Without being too cute about it, a Democratic resurgence in Georgia may be the ultimate impact of the court’s ruling on how far states — in this case Arizona — can go in the fight against illegal immigration.

This is about numbers, not philosophy. Last week, Alan Abramowitz, the Emory University political scientist, pointed out some interesting statistics on the secretary of state’s website.

In 2001, as the lowering of a segregation-era state flag was about to spark a Republican revolution, whites made up a domineering 72 percent of 4.6 million registered Georgia voters. African-Americans accounted for 26 percent. Hispanics, Asians and “others” were at a mere 2 percent.

By May 2008, with black enthusiasm over Democratic presidential candidate Barack Obama yet to peak, white voters shrank to 65 percent of the electorate. This past May, even with Republican-backed voter ID laws firmly in place, the trend continued.

White voters now make up just a hair over 60 percent of registered Georgia voters. African-Americans are up to 29 percent.
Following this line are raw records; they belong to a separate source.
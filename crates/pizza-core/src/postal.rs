//! # Postal Prefix
//!
//! Couriers cover delivery areas identified by the leading four digits of a
//! postal code. Customer addresses are free text, so the prefix is pulled
//! out of the address rather than stored separately.
//!
//! ## Accepted Input Shape
//! ```text
//! "Grote Gracht 12, 6211 SZ Maastricht"
//!               ──          ────
//!               │           └── first run of ≥ 4 ASCII digits → "6211"
//!               └── run of 2 digits, skipped
//!
//! "Pand 123456"        → "1234"  (first four digits of a longer run)
//! "Rue de la Paix 12"  → None    (no run of four digits)
//! ```

use serde::{Deserialize, Serialize};
use std::fmt;

use crate::error::ValidationError;

/// Number of digits in a postal prefix.
pub const PREFIX_LEN: usize = 4;

/// A four-digit postal prefix, e.g. `6211`.
#[derive(Debug, Clone, PartialEq, Eq, Hash, PartialOrd, Ord, Serialize, Deserialize)]
#[serde(try_from = "String", into = "String")]
pub struct PostalPrefix(String);

impl PostalPrefix {
    /// Finds the first four consecutive ASCII digits in `address`.
    ///
    /// ## Example
    /// ```rust
    /// use pizza_core::PostalPrefix;
    ///
    /// let prefix = PostalPrefix::extract("Tongersestraat 53, 6211 LM Maastricht");
    /// assert_eq!(prefix.unwrap().as_str(), "6211");
    /// assert!(PostalPrefix::extract("no digits here").is_none());
    /// ```
    pub fn extract(address: &str) -> Option<Self> {
        let bytes = address.as_bytes();
        let mut run_start = 0;
        let mut run_len = 0;

        for (i, b) in bytes.iter().enumerate() {
            if b.is_ascii_digit() {
                if run_len == 0 {
                    run_start = i;
                }
                run_len += 1;
                if run_len == PREFIX_LEN {
                    // ASCII digits are single bytes, so this slice is valid UTF-8.
                    return Some(PostalPrefix(address[run_start..=i].to_string()));
                }
            } else {
                run_len = 0;
            }
        }

        None
    }

    /// Parses a value that must be exactly four ASCII digits.
    ///
    /// ## Example
    /// ```rust
    /// use pizza_core::PostalPrefix;
    ///
    /// assert!(PostalPrefix::parse("6211").is_ok());
    /// assert!(PostalPrefix::parse("621").is_err());
    /// assert!(PostalPrefix::parse("62AB").is_err());
    /// ```
    pub fn parse(value: &str) -> Result<Self, ValidationError> {
        let value = value.trim();
        if value.len() != PREFIX_LEN || !value.bytes().all(|b| b.is_ascii_digit()) {
            return Err(ValidationError::InvalidFormat {
                field: "postal prefix".to_string(),
                reason: format!("expected exactly {} digits", PREFIX_LEN),
            });
        }
        Ok(PostalPrefix(value.to_string()))
    }

    #[inline]
    pub fn as_str(&self) -> &str {
        &self.0
    }
}

impl fmt::Display for PostalPrefix {
    fn fmt(&self, f: &mut fmt::Formatter<'_>) -> fmt::Result {
        f.write_str(&self.0)
    }
}

impl TryFrom<String> for PostalPrefix {
    type Error = ValidationError;

    fn try_from(value: String) -> Result<Self, Self::Error> {
        PostalPrefix::parse(&value)
    }
}

impl From<PostalPrefix> for String {
    fn from(prefix: PostalPrefix) -> Self {
        prefix.0
    }
}

// =============================================================================
// Unit Tests
// =============================================================================

#[cfg(test)]
mod tests {
    use super::*;

    fn extract(s: &str) -> Option<String> {
        PostalPrefix::extract(s).map(String::from)
    }

    #[test]
    fn test_extract_skips_short_runs() {
        assert_eq!(
            extract("Grote Gracht 12, 6211 SZ Maastricht").as_deref(),
            Some("6211")
        );
        assert_eq!(extract("Nr 1 2 3 4, 6229ER").as_deref(), Some("6229"));
    }

    #[test]
    fn test_extract_takes_first_four_of_longer_run() {
        assert_eq!(extract("Pand 123456").as_deref(), Some("1234"));
    }

    #[test]
    fn test_extract_first_match_wins() {
        assert_eq!(extract("6211 AB, also 6229 CD").as_deref(), Some("6211"));
    }

    #[test]
    fn test_extract_none() {
        assert_eq!(extract(""), None);
        assert_eq!(extract("Rue de la Paix 12"), None);
        assert_eq!(extract("12-34-56"), None);
    }

    #[test]
    fn test_extract_ignores_non_ascii_digits() {
        // Arabic-Indic digits are not postal digits
        assert_eq!(extract("٦٢١١ street"), None);
        assert_eq!(extract("straße 6211"), Some("6211".to_string()));
    }

    #[test]
    fn test_parse() {
        assert_eq!(PostalPrefix::parse(" 6211 ").unwrap().as_str(), "6211");
        assert!(PostalPrefix::parse("62111").is_err());
        assert!(PostalPrefix::parse("").is_err());
    }
}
And “other” has increased fourfold to 10 percent.

Demography, like a glacier, is slow but relentless. Unless Republicans can make more inroads among minorities, their time as rulers of the state Capitol is finite.

“There’s not a magic number,” Abramowitz said. “But I’d say that within the next decade, I’d expect that Democrats will be in a much stronger position in statewide elections.”
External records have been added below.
//! # Status Repository
//!
//! The `status` table holds the fixed order-status vocabulary. Orders point
//! at it by id; every query that returns an order joins it back to the code.
//!
//! Seeding is explicit: [`StatusRepository::ensure_defaults`] is called once
//! from `Database::initialize`, never as a side effect of a lookup.

use sqlx::{SqliteConnection, SqlitePool};
use tracing::{debug, info};

use crate::error::{DbError, DbResult};
use pizza_core::OrderStatus;

/// Repository for the order-status vocabulary.
#[derive(Debug, Clone)]
pub struct StatusRepository {
    pool: SqlitePool,
}

impl StatusRepository {
    /// Creates a new StatusRepository.
    pub fn new(pool: SqlitePool) -> Self {
        StatusRepository { pool }
    }

    /// Inserts every known status code that is missing.
    ///
    /// Idempotent. Returns how many codes were inserted.
    pub async fn ensure_defaults(&self) -> DbResult<u64> {
        let mut inserted = 0;

        for status in OrderStatus::ALL {
            let result = sqlx::query("INSERT OR IGNORE INTO status (code) VALUES (?1)")
                .bind(status.code())
                .execute(&self.pool)
                .await?;
            inserted += result.rows_affected();
        }

        if inserted > 0 {
            info!(inserted, "Seeded order statuses");
        }
        Ok(inserted)
    }

    /// All status codes, by id.
    pub async fn list(&self) -> DbResult<Vec<String>> {
        let codes = sqlx::query_scalar("SELECT code FROM status ORDER BY id")
            .fetch_all(&self.pool)
            .await?;
        Ok(codes)
    }

    /// Looks up the row id of `status` on an open connection.
    ///
    /// Fails with `NotFound` when the vocabulary was never seeded.
    pub async fn id_of(conn: &mut SqliteConnection, status: OrderStatus) -> DbResult<i64> {
        debug!(status = %status, "Resolving status id");

        sqlx::query_scalar("SELECT id FROM status WHERE code = ?1")
            .bind(status.code())
            .fetch_optional(&mut *conn)
            .await?
            .ok_or_else(|| DbError::not_found("Status", status.code()))
    }
}

// =============================================================================
// Unit Tests
// =============================================================================

#[cfg(test)]
mod tests {
    use super::*;
    use crate::{Database, DbConfig};

    #[tokio::test]
    async fn test_ensure_defaults_is_idempotent() {
        let db = Database::new(DbConfig::in_memory()).await.unwrap();

        assert_eq!(db.statuses().ensure_defaults().await.unwrap(), 4);
        assert_eq!(db.statuses().ensure_defaults().await.unwrap(), 0);

        let codes = db.statuses().list().await.unwrap();
        assert_eq!(
            codes,
            vec!["CREATED", "IN_PROGRESS", "OUT_FOR_DELIVERY", "DELIVERED"]
        );
    }

    #[tokio::test]
    async fn test_id_of_requires_seeding() {
        let db = Database::new(DbConfig::in_memory()).await.unwrap();
        let mut conn = db.pool().acquire().await.unwrap();

        let err = StatusRepository::id_of(&mut conn, OrderStatus::Created)
            .await
            .unwrap_err();
        assert!(matches!(err, DbError::NotFound { .. }));
        drop(conn);

        db.initialize().await.unwrap();
        let mut conn = db.pool().acquire().await.unwrap();
        assert!(StatusRepository::id_of(&mut conn, OrderStatus::Delivered)
            .await
            .is_ok());
    }
}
Statewide, Hispanics made up 9 percent of Georgia’s population in the 2010 census, but only a small fraction vote — not surprising, since many of them dare not register. But that will change.

Which brings us back to Tuesday’s 5-3 ruling on Arizona’s illegal immigration law.

Yes, Gov. Nathan Deal and Attorney General Sam Olens praised the court’s acknowledgement that states have a legitimate, though clearly junior, role in immigration enforcement. Five justices agreed that law enforcement officials indeed can be given the power to ascertain the citizenship of individuals stopped for other reasons.

But the philosophy behind Arizona’s law, and that of Georgia’s HB 87, is the creation of a climate so hostile to illegal immigrants that they will leave of their own accord. “Self-deportation” was embraced by Mitt Romney in the Republican primary as he strove to run to the right of both former U.S. House Speaker Newt Gingrich and Texas Gov. Rick Perry.

That’s where the Supreme Court drew its line. Justices struck down portions of the Arizona statute that made it a violation of state law for an undocumented worker to apply for a job or walk around without identity papers.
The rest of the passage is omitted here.